> Exercise
Select, from the data, each line where "dotenvy" occurs.
═════ Input data ═════
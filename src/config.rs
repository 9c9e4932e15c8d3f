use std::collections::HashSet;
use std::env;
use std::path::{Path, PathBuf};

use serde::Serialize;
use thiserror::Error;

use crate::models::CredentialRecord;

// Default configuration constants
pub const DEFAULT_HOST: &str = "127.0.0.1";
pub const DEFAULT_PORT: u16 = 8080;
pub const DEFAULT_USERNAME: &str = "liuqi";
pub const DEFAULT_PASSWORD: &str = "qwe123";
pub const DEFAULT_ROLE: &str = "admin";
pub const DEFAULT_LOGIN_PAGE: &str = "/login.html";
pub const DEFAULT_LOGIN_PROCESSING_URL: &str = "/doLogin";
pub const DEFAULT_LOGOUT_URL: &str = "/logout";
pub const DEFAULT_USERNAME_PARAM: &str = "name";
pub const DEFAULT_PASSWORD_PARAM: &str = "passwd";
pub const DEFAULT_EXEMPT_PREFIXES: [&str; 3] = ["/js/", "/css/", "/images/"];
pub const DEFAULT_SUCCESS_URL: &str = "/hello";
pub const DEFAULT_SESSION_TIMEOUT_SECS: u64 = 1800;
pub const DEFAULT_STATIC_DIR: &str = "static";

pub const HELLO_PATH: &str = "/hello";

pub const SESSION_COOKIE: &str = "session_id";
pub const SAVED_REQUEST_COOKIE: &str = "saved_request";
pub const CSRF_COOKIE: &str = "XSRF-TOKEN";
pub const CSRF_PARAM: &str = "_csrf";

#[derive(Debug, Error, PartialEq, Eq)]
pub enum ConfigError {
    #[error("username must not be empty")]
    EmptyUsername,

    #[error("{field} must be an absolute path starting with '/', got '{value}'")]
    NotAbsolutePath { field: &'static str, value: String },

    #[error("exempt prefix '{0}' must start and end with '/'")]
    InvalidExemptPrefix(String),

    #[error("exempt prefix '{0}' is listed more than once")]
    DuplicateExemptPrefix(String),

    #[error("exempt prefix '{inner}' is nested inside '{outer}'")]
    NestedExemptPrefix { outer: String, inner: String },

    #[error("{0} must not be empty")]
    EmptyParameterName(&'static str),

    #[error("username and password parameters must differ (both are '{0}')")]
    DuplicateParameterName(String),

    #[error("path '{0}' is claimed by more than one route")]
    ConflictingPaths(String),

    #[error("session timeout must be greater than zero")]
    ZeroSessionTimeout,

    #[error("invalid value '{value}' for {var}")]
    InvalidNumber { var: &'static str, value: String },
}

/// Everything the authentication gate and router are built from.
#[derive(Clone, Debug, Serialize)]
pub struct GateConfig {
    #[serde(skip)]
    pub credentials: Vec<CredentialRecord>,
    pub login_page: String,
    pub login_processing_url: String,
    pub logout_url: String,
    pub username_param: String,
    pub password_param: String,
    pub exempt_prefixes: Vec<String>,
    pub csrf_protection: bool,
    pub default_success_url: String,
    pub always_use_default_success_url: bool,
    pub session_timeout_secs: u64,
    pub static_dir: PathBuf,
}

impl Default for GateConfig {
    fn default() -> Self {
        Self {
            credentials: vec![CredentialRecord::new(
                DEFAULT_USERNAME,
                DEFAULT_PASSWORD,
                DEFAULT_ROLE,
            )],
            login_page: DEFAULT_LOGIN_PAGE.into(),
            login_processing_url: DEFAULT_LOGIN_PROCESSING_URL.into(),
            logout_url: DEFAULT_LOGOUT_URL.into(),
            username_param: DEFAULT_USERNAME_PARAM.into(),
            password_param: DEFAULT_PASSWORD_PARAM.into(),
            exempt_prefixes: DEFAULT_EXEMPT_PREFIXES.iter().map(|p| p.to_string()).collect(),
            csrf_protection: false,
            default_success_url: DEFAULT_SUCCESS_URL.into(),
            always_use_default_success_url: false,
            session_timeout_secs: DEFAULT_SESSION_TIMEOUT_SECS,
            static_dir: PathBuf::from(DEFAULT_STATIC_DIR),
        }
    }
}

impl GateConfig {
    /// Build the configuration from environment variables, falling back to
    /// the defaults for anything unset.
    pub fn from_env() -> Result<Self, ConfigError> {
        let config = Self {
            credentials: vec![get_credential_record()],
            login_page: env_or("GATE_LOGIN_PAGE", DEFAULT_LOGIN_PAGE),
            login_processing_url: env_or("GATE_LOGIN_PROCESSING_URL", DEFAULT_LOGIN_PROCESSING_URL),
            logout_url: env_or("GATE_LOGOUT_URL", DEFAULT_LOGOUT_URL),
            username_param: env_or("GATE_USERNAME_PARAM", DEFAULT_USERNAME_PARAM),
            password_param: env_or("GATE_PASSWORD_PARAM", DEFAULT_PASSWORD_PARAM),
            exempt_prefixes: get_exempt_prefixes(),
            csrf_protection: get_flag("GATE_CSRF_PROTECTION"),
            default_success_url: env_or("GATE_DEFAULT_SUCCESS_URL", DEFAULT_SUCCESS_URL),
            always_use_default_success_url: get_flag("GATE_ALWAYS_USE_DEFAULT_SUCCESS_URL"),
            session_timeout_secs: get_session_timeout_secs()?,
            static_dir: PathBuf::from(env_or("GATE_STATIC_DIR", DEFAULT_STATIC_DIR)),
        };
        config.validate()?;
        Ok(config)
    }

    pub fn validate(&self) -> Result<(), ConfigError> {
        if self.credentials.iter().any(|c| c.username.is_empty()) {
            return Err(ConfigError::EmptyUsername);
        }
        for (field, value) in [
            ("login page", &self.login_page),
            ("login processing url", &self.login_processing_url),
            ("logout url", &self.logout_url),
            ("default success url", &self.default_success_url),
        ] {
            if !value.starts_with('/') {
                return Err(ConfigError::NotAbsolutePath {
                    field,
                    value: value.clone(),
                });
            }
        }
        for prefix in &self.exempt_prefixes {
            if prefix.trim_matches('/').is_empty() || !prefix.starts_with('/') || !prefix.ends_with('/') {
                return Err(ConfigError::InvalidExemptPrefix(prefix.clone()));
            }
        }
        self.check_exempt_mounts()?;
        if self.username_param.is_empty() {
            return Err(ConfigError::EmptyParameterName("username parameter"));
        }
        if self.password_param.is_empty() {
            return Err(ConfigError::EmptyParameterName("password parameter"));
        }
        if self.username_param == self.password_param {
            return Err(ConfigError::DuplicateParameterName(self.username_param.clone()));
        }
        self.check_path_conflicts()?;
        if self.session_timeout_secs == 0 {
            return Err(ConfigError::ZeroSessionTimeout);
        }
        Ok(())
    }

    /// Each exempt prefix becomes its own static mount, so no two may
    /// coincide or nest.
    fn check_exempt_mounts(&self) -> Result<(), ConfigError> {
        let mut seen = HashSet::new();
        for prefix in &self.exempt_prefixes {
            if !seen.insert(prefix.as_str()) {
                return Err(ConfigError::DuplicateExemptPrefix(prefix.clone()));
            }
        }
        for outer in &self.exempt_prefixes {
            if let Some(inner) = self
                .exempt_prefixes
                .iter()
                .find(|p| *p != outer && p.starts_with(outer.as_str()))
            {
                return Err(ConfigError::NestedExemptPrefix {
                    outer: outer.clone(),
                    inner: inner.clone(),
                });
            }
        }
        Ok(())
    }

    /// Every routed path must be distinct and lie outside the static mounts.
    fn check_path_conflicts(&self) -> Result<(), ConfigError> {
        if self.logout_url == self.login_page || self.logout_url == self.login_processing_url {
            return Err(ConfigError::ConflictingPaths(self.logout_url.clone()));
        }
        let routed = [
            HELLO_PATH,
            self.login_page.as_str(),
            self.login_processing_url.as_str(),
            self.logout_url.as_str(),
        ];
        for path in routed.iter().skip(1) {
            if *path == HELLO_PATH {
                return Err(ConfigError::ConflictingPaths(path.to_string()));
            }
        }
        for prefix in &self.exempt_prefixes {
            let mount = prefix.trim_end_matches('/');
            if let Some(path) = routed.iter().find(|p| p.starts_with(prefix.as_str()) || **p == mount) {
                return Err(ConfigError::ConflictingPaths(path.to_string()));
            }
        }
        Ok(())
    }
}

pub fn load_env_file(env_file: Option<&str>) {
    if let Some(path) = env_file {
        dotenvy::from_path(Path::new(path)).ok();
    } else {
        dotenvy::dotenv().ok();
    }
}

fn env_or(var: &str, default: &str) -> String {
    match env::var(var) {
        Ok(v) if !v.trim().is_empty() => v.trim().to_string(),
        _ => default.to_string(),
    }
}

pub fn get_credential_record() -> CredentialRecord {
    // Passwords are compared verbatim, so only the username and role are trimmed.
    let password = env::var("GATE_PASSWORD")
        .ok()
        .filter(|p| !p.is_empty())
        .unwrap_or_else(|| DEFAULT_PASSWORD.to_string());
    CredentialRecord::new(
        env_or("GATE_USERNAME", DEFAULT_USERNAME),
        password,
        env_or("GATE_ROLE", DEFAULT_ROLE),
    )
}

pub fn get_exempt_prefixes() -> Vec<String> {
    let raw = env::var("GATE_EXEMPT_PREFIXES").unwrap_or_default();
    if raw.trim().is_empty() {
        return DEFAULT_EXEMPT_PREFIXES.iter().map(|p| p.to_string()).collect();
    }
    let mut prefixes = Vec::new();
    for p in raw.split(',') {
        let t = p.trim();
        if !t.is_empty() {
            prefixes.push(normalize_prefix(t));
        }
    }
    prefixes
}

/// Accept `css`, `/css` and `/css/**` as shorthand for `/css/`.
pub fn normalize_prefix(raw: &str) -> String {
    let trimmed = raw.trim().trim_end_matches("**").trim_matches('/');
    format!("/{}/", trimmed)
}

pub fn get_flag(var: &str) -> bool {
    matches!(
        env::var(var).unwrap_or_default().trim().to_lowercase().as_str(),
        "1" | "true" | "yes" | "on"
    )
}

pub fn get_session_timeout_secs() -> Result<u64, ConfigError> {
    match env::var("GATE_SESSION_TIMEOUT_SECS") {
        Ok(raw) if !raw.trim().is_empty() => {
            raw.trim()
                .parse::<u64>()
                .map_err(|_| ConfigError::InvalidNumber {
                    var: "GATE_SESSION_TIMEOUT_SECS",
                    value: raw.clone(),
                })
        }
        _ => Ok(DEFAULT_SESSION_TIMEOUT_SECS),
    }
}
═════
> Solution to this problem
        dotenvy::from_path(Path::new(path)).ok();
        dotenvy::dotenv().ok();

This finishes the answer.